Two questions about efficiency

Wed May 26 23:59:13 EDT 2004

humean at fea.st (Steve M) wrote in message news:<edcd85fb.0405261239.6381cf32 at posting.google.com>...
> 1. Near the beginning of the document "Unifying types and classes in
> Python 2.2" by GvR, which can be found at
> http://www.python.org/2.2.2/descrintro.html, the author writes the
> following about subclassing a built in type:
> ---
> Here's an example of a simple dict subclass, which provides a "default
> value" that is returned when a missing key is requested:
> 
>     class defaultdict(dict):
> 
>         def __init__(self, default=None):
>             dict.__init__(self)
>             self.default = default
> 
>         def __getitem__(self, key):
>             try:
>                 return dict.__getitem__(self, key)
>             except KeyError:
>                 return self.default
> 
> <snip>
> 
> The __getitem__() method could also be written as follows, using the
> new "key in dict" test introduced in Python 2.2:
> 
>         def __getitem__(self, key):
>             if key in self:
>                 return dict.__getitem__(self, key)
>             else:
>                 return self.default
> 
> I believe that this version is less efficient, because it does the key
> lookup twice. The exception would be when we expect that the requested
> key is almost never in the dictionary: then setting up the try/except
> statement is more expensive than the failing "key in self" test.
> ---
>[...] 
> I have a similar idiom buried in a nested loop, and I'd like to select
> the approach that is likely to be most efficient. My best guess is
> that the key lookup will fail half the time.

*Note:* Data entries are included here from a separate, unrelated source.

use chrono::{DateTime, Utc};
use serde::{Deserialize, Serialize};

use crate::status::{DeploymentStatus, FailureKind, JobStatus, RolloutStatus, VersionStatus};

#[derive(Clone, Copy, Debug, Default, Deserialize, PartialEq, Serialize)]
pub struct TrainingMetrics {
    pub accuracy: Option<f64>,
    pub loss: Option<f64>,
    pub val_accuracy: Option<f64>,
    pub val_loss: Option<f64>,
}

impl TrainingMetrics {
    // later callbacks only ever add detail, absent fields keep prior values
    pub fn merge(&mut self, other: &TrainingMetrics) {
        self.accuracy = other.accuracy.or(self.accuracy);
        self.loss = other.loss.or(self.loss);
        self.val_accuracy = other.val_accuracy.or(self.val_accuracy);
        self.val_loss = other.val_loss.or(self.val_loss);
    }
}

#[derive(Clone, Debug, Deserialize, PartialEq, Serialize)]
pub struct TrainingJobMessage {
    pub id: String,
    pub organization_id: String,
    pub name: String,
    pub description: Option<String>,
    pub ai_module: String,
    pub dataset_id: String,
    pub base_model_version: Option<String>,
    pub hyperparameters: serde_json::Value,

    pub status: JobStatus,
    pub progress_percent: i32,
    pub current_epoch: Option<i32>,
    pub total_epochs: Option<i32>,
    pub metrics: Option<TrainingMetrics>,
    pub training_logs: Option<String>,
    pub error_message: Option<String>,
    pub estimated_completion: Option<DateTime<Utc>>,
    pub annotations: serde_json::Value,

    pub created_at: DateTime<Utc>,
    pub started_at: Option<DateTime<Utc>>,
    pub completed_at: Option<DateTime<Utc>>,

    pub sequence: i64,
}

#[derive(Clone, Debug, Deserialize, Serialize)]
pub struct SubmitJobRequest {
    pub organization_id: String,
    pub name: String,
    pub description: Option<String>,
    pub ai_module: String,
    pub dataset_id: String,
    pub base_model_version: Option<String>,
    pub hyperparameters: Option<serde_json::Value>,
    pub total_epochs: Option<i32>,
}

#[derive(Clone, Debug, Deserialize, Serialize)]
pub struct JobProgressMessage {
    #[serde(default)]
    pub job_id: String,
    pub progress_percent: i32,
    pub current_epoch: Option<i32>,
    pub metrics: Option<TrainingMetrics>,
    pub log_line: Option<String>,
    pub estimated_completion: Option<DateTime<Utc>>,
}

#[derive(Clone, Debug, Deserialize, Serialize)]
pub struct JobTerminalMessage {
    #[serde(default)]
    pub job_id: String,
    pub status: JobStatus,
    pub metrics: Option<TrainingMetrics>,
    pub error_message: Option<String>,
}

#[derive(Clone, Debug, Deserialize, Serialize)]
pub struct AnnotateJobRequest {
    pub key: String,
    pub value: serde_json::Value,
}

#[derive(Clone, Debug, Deserialize, PartialEq, Serialize)]
pub struct ModelVersionMessage {
    pub id: String,
    pub ai_module: String,
    pub version: String,
    pub name: Option<String>,
    pub description: Option<String>,
    pub training_job_id: Option<String>,
    pub base_version_id: Option<String>,

    pub model_file_url: Option<String>,
    pub model_file_size: Option<i64>,
    pub config_file_url: Option<String>,

    pub accuracy: Option<f64>,
    pub precision_score: Option<f64>,
    pub recall_score: Option<f64>,
    pub f1_score: Option<f64>,
    pub inference_time_ms: Option<f64>,

    pub min_edge_version: Option<String>,
    pub supported_platforms: Option<Vec<String>>,

    pub status: VersionStatus,
    pub is_approved: bool,
    pub approved_by: Option<String>,
    pub approved_at: Option<DateTime<Utc>>,
    pub is_released: bool,
    pub released_by: Option<String>,
    pub released_at: Option<DateTime<Utc>>,
    pub release_notes: Option<String>,

    pub created_at: DateTime<Utc>,

    pub sequence: i64,
}

#[derive(Clone, Debug, Default, Deserialize, Serialize)]
pub struct RegisterVersionRequest {
    // from a completed training job, or a direct import when absent
    pub training_job_id: Option<String>,
    pub ai_module: Option<String>,
    pub version: String,
    pub name: Option<String>,
    pub description: Option<String>,
    pub base_version_id: Option<String>,
    pub model_file_url: Option<String>,
    pub model_file_size: Option<i64>,
    pub config_file_url: Option<String>,
    pub accuracy: Option<f64>,
    pub precision_score: Option<f64>,
    pub recall_score: Option<f64>,
    pub f1_score: Option<f64>,
    pub inference_time_ms: Option<f64>,
    pub min_edge_version: Option<String>,
    pub supported_platforms: Option<Vec<String>>,
}

#[derive(Clone, Debug, Default, Deserialize, Serialize)]
pub struct UpdateVersionMetadataRequest {
    pub name: Option<String>,
    pub description: Option<String>,
}

#[derive(Clone, Debug, Default, Deserialize, Serialize)]
pub struct ApproveVersionRequest {
    pub approved_by: Option<String>,
}

#[derive(Clone, Debug, Default, Deserialize, Serialize)]
pub struct ReleaseVersionRequest {
    pub released_by: Option<String>,
    pub release_notes: Option<String>,
}

#[derive(Clone, Debug, Deserialize, PartialEq, Serialize)]
pub struct DeploymentMessage {
    pub id: String,
    pub model_version_id: String,
    pub target_id: String,

    pub status: DeploymentStatus,
    pub progress_percent: i32,
    pub retry_count: i32,
    pub error_message: Option<String>,
    pub failure_kind: Option<FailureKind>,

    pub scheduled_at: DateTime<Utc>,
    pub started_at: Option<DateTime<Utc>>,
    pub completed_at: Option<DateTime<Utc>>,

    pub sequence: i64,
}

#[derive(Clone, Debug, Deserialize, Serialize)]
pub struct DeployRequest {
    pub target_id: String,
}

#[derive(Clone, Debug, Deserialize, Serialize)]
pub struct DeploymentProgressMessage {
    #[serde(default)]
    pub deployment_id: String,
    pub status: DeploymentStatus,
    pub progress_percent: i32,
}

#[derive(Clone, Debug, Deserialize, Serialize)]
pub struct DeploymentTerminalMessage {
    #[serde(default)]
    pub deployment_id: String,
    pub status: DeploymentStatus,
    pub error_message: Option<String>,
    pub failure_kind: Option<FailureKind>,
}

#[derive(Clone, Debug, Deserialize, Serialize)]
pub struct RolloutStatusRequest {
    pub deployment_ids: Vec<String>,
}

#[derive(Clone, Debug, Deserialize, PartialEq, Serialize)]
pub struct RolloutStatusResponse {
    pub status: RolloutStatus,
    pub total: usize,
    pub completed: usize,
    pub failed: usize,
    pub active: usize,
}

#[derive(Clone, Debug, Deserialize, PartialEq, Serialize)]
pub struct EdgeTargetMessage {
    pub id: String,
    pub name: String,
    pub labels: Vec<String>,
    pub edge_version: Option<String>,

    pub created_at: DateTime<Utc>,

    pub sequence: i64,
}

impl EdgeTargetMessage {
    pub fn module_label(ai_module: &str) -> String {
        format!("module:{}", ai_module)
    }

    pub fn supports_module(&self, ai_module: &str) -> bool {
        let label = Self::module_label(ai_module);
        self.labels.iter().any(|candidate| candidate == &label)
    }
}

#[derive(Clone, Debug, Deserialize, Serialize)]
pub struct UpsertTargetRequest {
    pub name: String,
    pub labels: Vec<String>,
    pub edge_version: Option<String>,
}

Since Guido wrote Python, I would tend to believe him when he says the
first method is more efficient than the second. ;)  However, even if
you nested a similar construct several levels deep inside a loop, I'd
be willing to bet that if that particular loop were a bottleneck in
your program, that optimizing that particular section of code would
probably not make the difference between "too slow" and "fast enough."

Since both options are equally readable, if I thought about it, I
would select option 2 while coding, by default.  I wouldn't make a big
deal out of changing code that uses option 1, though.